I’ve always loved a good drama and I’ve always loved action/sci-fi/horror, so for me it was about bringing all these elements together – with a little bit of romance – to create a story that I myself would want to read. I think SFF worlds, be it set in space or otherwise, allow the reader to escape from reality for a while, and we all need that sometimes. At the same time, realistic characters keep readers anchored to reality, and hence give them some familiarity. I see the Aurora books as giving readers the best of both worlds - a nice blend of realism and escapism.
One of the elements to AURORA: CENTRALIS I really enjoyed was the glimpse into the future. The notion that these ‘jumbos’ go beyond the desires of a madman. Are these glimpses going to be more prevalent in later instalments to coincide with the ‘present-day’ setting of the books?

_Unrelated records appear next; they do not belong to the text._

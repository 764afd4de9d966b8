//! Downstream-facing services.
//!
//! Header propagation ([`propagation`]), subgraph dispatch
//! ([`subgraph_client`]), and the reporting seam for unexpected failures
//! ([`error_reporter`]).

pub mod error_reporter;
pub mod propagation;
pub mod subgraph_client;
/// Fetch one issuer's key set and keep only the configured kids.
async fn fetch_issuer_keys(
    client: reqwest::Client,
    issuer: IssuerConfig,
) -> Result<Vec<SigningKeyEntry>, GatewayError> {
    let url = issuer.jwks_url();
    tracing::debug!(target: "gw.auth.jwks", url = %url, "Fetching issuer key set");

    let response = client.get(&url).send().await.map_err(|e| {
        tracing::error!(target: "gw.auth.jwks", host = %issuer.host, error = %e, "Failed to fetch issuer key set");
        GatewayError::KeyFetch(format!("{}: {e}", issuer.host))
    })?;

    if !response.status().is_success() {
        tracing::error!(
            target: "gw.auth.jwks",
            host = %issuer.host,
            status = %response.status(),
            "Issuer key endpoint returned error"
        );
        return Err(GatewayError::KeyFetch(format!(
            "{} returned {}",
            issuer.host,
            response.status()
        )));
    }

    let jwks: JwksResponse = response.json().await.map_err(|e| {
        tracing::error!(target: "gw.auth.jwks", host = %issuer.host, error = %e, "Failed to parse issuer key set");
        GatewayError::KeyFetch(format!("{}: {e}", issuer.host))
    })?;

    // Retain only configured kids, in configured order; unlisted keys in
    // the response are ignored
    let mut entries = Vec::with_capacity(issuer.key_ids.len());
    for kid in &issuer.key_ids {
        let jwk = jwks.keys.iter().find(|key| key.kid == *kid).ok_or_else(|| {
            tracing::error!(target: "gw.auth.jwks", host = %issuer.host, kid = %kid, "Issuer key set is missing a configured kid");
            GatewayError::KeyFetch(format!("{} did not publish kid {kid}", issuer.host))
        })?;

        let pem = jwk_to_pem(jwk).map_err(|detail| {
            tracing::error!(target: "gw.auth.jwks", host = %issuer.host, kid = %kid, detail = %detail, "Issuer published unusable key material");
            GatewayError::KeyFetch(format!("{} kid {kid}: {detail}", issuer.host))
        })?;

        entries.push(SigningKeyEntry {
            kid: kid.clone(),
            pem,
            mapping: issuer.claims,
        });
    }

    tracing::debug!(
        target: "gw.auth.jwks",
        host = %issuer.host,
        key_count = entries.len(),
        "Issuer key set loaded"
    );

    Ok(entries)
}

/// Convert an OKP JWK into a PEM public key string.
///
/// The error string is an operator-facing reason; callers wrap it in
/// `GatewayError::KeyFetch`.
fn jwk_to_pem(jwk: &Jwk) -> Result<String, String> {
    if jwk.kty != "OKP" {
        return Err(format!("unsupported kty '{}'", jwk.kty));
    }

    if let Some(crv) = &jwk.crv {
        if crv != "Ed25519" {
            return Err(format!("unsupported crv '{crv}'"));
        }
    }

    if let Some(alg) = &jwk.alg {
        if alg != "EdDSA" {
            return Err(format!("unsupported alg '{alg}'"));
        }
    }

    let x = jwk
        .x
        .as_deref()
        .filter(|x| !x.is_empty())
        .ok_or_else(|| "empty public key".to_string())?;

    let raw = decode_ed25519_public_key_jwk(x).map_err(|e| format!("invalid base64url: {e}"))?;
    let raw: [u8; 32] = raw
        .try_into()
        .map_err(|_| "public key is not 32 bytes".to_string())?;

    Ok(encode_ed25519_public_key_pem(&raw))
}
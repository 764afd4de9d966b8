//! HTTP routes for the gateway.
//!
//! Defines the Axum router, application state, and the Prometheus
//! recorder installation.

use crate::auth::jwks::IssuerKeyStore;
use crate::auth::jwt::TokenVerifier;
use crate::config::Config;
use crate::handlers;
use crate::middleware::context::{build_context, ContextState};
use crate::services::subgraph_client::SubgraphClient;
use axum::extract::DefaultBodyLimit;
use axum::middleware::from_fn_with_state;
use axum::routing::{get, post};
use axum::Router;
use metrics_exporter_prometheus::{Matcher, PrometheusBuilder, PrometheusHandle};
use std::sync::Arc;
use std::time::Duration;
use tower_http::{timeout::TimeoutLayer, trace::TraceLayer};

/// Application state shared across all handlers.
#[derive(Clone)]
pub struct AppState {
    /// Service configuration.
    pub config: Arc<Config>,

    /// Issuer key store with the once-only key cache.
    pub key_store: Arc<IssuerKeyStore>,

    /// Token verifier.
    pub verifier: Arc<TokenVerifier>,

    /// HTTP client for subgraph dispatch.
    pub subgraph_client: Arc<SubgraphClient>,
}

/// Initialize the Prometheus metrics recorder and return the handle for
/// serving metrics over HTTP.
///
/// Must be called before any metrics are recorded. Histogram buckets are
/// sized per concern: context construction is sub-millisecond work, key
/// loads and subgraph calls are network round-trips.
///
/// # Errors
///
/// Returns an error if the recorder fails to install (e.g. already
/// installed).
pub fn init_metrics_recorder() -> Result<PrometheusHandle, String> {
    PrometheusBuilder::new()
        .set_buckets_for_metric(
            Matcher::Prefix("gw_auth".to_string()),
            &[0.0005, 0.001, 0.005, 0.010, 0.025, 0.050, 0.100, 0.250],
        )
        .map_err(|e| format!("Failed to set auth buckets: {e}"))?
        .set_buckets_for_metric(
            Matcher::Prefix("gw_key_fetch".to_string()),
            &[0.010, 0.050, 0.100, 0.250, 0.500, 1.000, 2.500, 5.000, 10.000],
        )
        .map_err(|e| format!("Failed to set key fetch buckets: {e}"))?
        .set_buckets_for_metric(
            Matcher::Prefix("gw_subgraph".to_string()),
            &[
                0.005, 0.010, 0.025, 0.050, 0.100, 0.250, 0.500, 1.000, 2.500, 5.000, 10.000,
            ],
        )
        .map_err(|e| format!("Failed to set subgraph buckets: {e}"))?
        .install_recorder()
        .map_err(|e| format!("Failed to install Prometheus recorder: {e}"))
}

/// Build the application routes.
///
/// Creates an Axum router with:
/// - `POST /` - GraphQL proxy, context middleware applied
/// - `GET /health` - Health check endpoint
/// - `GET /metrics` - Prometheus scrape endpoint
/// - TraceLayer for request logging, 30 second request timeout, and a
///   configurable body size limit
pub fn build_routes(state: Arc<AppState>, metrics_handle: PrometheusHandle) -> Router {
    let context_state = ContextState {
        config: state.config.clone(),
        key_store: state.key_store.clone(),
        verifier: state.verifier.clone(),
    };

    let upload_max_bytes = state.config.upload_max_bytes;

    // The context middleware applies to proxied traffic only; operational
    // endpoints never touch signing keys
    let proxy_routes = Router::new()
        .route("/", post(handlers::graphql_proxy))
        .route_layer(from_fn_with_state(context_state, build_context))
        .with_state(state.clone());

    let operational_routes = Router::new()
        .route("/health", get(handlers::health_check))
        .with_state(state)
        .route(
            "/metrics",
            get(handlers::metrics_handler).with_state(metrics_handle),
        );

    proxy_routes
        .merge(operational_routes)
        .layer(TraceLayer::new_for_http())
        .layer(TimeoutLayer::new(Duration::from_secs(30)))
        .layer(DefaultBodyLimit::max(upload_max_bytes))
}

#[cfg(test)]
mod tests {
    use super::*;

    #[test]
    fn test_app_state_is_clone() {
        // Required for Axum's State extractor
        fn assert_clone<T: Clone>() {}
        assert_clone::<AppState>();
    }

    #[test]
    fn test_config_is_clone() {
        fn assert_clone<T: Clone>() {}
        assert_clone::<Config>();
    }
}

They certainly are. This series is leading up to a ‘big event’ which will occur in book eight - everything will come to a head in a life and death struggle on a massive scale (although there will be other ‘major events’ in the books leading up to this). Effectively the first four books represent Aurora: Series One, the next four will represent Aurora: Series Two (and ultimately if you want to break it down, Colonel Welles’ story could be considered the prequel!). Book 5 – Aurora: Eden – will be a stepping stone of sorts between the two series or story arcs. The last three books will see some time jumps, but readers don’t need to fear because Carrie, Harris and the Aurora team, aren’t going anywhere. The Aurora series would be nothing without them – so you can expect to see them there right to the end! Although, whether *all* the members of the Aurora team make it through to the end is another thing….
Space, as you touched upon in your recent guest post on this blog, presents itself with endless opportunities in science fiction – how did you draw together the different aspects of the Aurora series to make it what it is today?
With regards to the world-building of the Aurora series, I basically took inspiration from just about everywhere: films, books, the news! I also work for a project management company in my day job, so I have a basic understanding about construction and town planning, which helped in term of some of the space settings. I wanted things to be a little raw and new for our characters in space; it’s very much the new frontier. If the setting was too advanced then there would be little room for the mystery I’ve worked into the plot. So keeping things less ‘advanced’ in that respect made it easier and more recognisable for readers.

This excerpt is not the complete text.